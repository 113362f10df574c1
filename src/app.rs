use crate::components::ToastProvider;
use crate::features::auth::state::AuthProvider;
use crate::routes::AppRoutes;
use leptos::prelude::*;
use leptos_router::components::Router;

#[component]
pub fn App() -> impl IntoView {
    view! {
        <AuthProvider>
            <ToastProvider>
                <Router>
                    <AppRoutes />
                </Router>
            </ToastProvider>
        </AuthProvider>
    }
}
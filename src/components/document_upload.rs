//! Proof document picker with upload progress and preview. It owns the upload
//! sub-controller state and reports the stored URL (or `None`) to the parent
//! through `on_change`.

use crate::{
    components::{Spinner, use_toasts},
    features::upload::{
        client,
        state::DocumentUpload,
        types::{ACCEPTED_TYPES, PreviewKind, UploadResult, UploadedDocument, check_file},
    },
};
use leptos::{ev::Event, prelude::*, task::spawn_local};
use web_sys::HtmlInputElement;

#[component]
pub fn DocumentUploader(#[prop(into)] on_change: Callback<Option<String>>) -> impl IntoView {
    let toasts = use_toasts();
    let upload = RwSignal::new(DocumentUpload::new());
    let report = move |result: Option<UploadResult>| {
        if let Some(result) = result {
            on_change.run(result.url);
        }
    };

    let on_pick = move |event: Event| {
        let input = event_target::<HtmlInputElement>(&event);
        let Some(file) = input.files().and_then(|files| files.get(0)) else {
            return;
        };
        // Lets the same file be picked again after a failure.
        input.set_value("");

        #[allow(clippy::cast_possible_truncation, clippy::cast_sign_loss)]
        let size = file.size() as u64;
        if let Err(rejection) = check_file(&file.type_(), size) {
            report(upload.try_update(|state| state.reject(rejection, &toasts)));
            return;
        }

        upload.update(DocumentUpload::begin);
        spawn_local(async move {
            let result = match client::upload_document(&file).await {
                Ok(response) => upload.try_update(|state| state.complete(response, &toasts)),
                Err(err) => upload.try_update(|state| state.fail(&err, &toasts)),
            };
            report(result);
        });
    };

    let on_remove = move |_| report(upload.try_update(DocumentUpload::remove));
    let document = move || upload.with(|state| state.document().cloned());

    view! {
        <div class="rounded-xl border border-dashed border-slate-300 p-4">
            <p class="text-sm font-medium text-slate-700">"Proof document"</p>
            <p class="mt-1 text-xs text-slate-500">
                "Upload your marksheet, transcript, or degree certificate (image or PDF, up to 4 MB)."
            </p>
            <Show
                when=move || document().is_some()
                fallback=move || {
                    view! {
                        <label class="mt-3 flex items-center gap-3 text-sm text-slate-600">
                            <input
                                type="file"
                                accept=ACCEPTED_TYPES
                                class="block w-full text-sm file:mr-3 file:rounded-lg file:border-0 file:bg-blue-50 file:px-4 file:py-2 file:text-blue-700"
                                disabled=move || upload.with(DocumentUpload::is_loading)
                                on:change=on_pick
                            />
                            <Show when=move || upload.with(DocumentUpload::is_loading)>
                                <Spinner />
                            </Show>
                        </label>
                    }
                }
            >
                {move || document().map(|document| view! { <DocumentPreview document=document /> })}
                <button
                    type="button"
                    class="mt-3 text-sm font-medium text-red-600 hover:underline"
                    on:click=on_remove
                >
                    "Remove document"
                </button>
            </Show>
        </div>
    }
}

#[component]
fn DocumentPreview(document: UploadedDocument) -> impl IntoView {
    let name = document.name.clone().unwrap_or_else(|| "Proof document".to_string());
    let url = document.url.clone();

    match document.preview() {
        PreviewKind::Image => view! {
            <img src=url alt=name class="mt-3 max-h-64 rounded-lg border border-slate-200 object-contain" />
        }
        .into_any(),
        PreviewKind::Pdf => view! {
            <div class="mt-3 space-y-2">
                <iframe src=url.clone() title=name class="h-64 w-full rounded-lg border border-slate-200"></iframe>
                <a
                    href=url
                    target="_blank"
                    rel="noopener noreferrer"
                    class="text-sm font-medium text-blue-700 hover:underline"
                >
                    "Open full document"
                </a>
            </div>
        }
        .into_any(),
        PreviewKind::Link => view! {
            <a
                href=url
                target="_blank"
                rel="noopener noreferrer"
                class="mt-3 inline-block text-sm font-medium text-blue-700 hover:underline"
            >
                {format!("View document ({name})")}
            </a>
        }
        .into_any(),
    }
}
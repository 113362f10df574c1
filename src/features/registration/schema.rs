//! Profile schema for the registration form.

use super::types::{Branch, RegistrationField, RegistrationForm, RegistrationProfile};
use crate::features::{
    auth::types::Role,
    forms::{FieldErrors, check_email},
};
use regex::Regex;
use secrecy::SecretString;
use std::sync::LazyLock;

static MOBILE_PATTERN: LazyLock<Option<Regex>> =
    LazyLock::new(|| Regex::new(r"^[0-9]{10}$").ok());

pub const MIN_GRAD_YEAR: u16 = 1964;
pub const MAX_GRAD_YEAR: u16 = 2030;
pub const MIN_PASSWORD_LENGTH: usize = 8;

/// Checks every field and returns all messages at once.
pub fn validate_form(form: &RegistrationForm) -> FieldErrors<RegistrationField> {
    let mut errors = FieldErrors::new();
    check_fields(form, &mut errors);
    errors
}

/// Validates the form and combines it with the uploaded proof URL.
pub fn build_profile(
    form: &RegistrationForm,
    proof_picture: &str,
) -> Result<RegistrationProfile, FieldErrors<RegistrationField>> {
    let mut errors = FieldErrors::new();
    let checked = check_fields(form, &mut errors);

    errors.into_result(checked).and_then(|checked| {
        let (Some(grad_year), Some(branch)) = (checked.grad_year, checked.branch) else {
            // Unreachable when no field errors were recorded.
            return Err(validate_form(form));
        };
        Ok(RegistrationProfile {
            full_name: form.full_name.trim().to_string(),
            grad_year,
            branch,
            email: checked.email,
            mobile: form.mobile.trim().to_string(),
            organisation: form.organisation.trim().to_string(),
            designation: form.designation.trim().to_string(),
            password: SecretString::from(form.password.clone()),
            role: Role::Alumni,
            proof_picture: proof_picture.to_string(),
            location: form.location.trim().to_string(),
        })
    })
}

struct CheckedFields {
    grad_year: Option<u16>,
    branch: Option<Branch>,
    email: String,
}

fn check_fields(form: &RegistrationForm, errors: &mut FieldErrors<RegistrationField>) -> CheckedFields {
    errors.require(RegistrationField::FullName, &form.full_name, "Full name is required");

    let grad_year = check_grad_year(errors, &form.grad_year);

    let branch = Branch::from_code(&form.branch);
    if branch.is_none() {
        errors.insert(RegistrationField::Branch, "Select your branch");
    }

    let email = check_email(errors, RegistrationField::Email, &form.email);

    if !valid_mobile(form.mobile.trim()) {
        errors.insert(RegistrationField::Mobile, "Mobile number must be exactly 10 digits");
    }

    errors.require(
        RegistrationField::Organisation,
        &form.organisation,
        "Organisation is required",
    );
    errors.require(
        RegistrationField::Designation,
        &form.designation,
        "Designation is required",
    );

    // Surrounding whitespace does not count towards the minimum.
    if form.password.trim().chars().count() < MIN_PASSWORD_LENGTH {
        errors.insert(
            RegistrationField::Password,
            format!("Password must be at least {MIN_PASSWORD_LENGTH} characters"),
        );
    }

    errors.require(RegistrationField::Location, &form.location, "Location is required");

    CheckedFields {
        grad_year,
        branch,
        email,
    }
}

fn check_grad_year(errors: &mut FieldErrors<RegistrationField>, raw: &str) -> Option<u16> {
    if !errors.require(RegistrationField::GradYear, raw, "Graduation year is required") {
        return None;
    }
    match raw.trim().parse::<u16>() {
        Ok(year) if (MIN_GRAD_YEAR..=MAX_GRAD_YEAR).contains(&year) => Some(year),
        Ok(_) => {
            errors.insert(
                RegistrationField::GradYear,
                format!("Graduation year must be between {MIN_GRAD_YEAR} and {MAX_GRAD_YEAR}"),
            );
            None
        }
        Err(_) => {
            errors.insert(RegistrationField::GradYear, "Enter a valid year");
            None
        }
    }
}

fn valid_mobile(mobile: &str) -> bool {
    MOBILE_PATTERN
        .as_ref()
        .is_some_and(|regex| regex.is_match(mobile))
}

(Task details): Restate word for word only the lines above from the line containing "Err(err) => upload.try_update(|state|" to the line containing "disabled=move || upload.with(DocumentUpload::is_loading)", both of them included.

(Result for this exercise):
                Err(err) => upload.try_update(|state| state.fail(&err, &toasts)),
            };
            report(result);
        });
    };

    let on_remove = move |_| report(upload.try_update(DocumentUpload::remove));
    let document = move || upload.with(|state| state.document().cloned());

    view! {
        <div class="rounded-xl border border-dashed border-slate-300 p-4">
            <p class="text-sm font-medium text-slate-700">"Proof document"</p>
            <p class="mt-1 text-xs text-slate-500">
                "Upload your marksheet, transcript, or degree certificate (image or PDF, up to 4 MB)."
            </p>
            <Show
                when=move || document().is_some()
                fallback=move || {
                    view! {
                        <label class="mt-3 flex items-center gap-3 text-sm text-slate-600">
                            <input
                                type="file"
                                accept=ACCEPTED_TYPES
                                class="block w-full text-sm file:mr-3 file:rounded-lg file:border-0 file:bg-blue-50 file:px-4 file:py-2 file:text-blue-700"
                                disabled=move || upload.with(DocumentUpload::is_loading)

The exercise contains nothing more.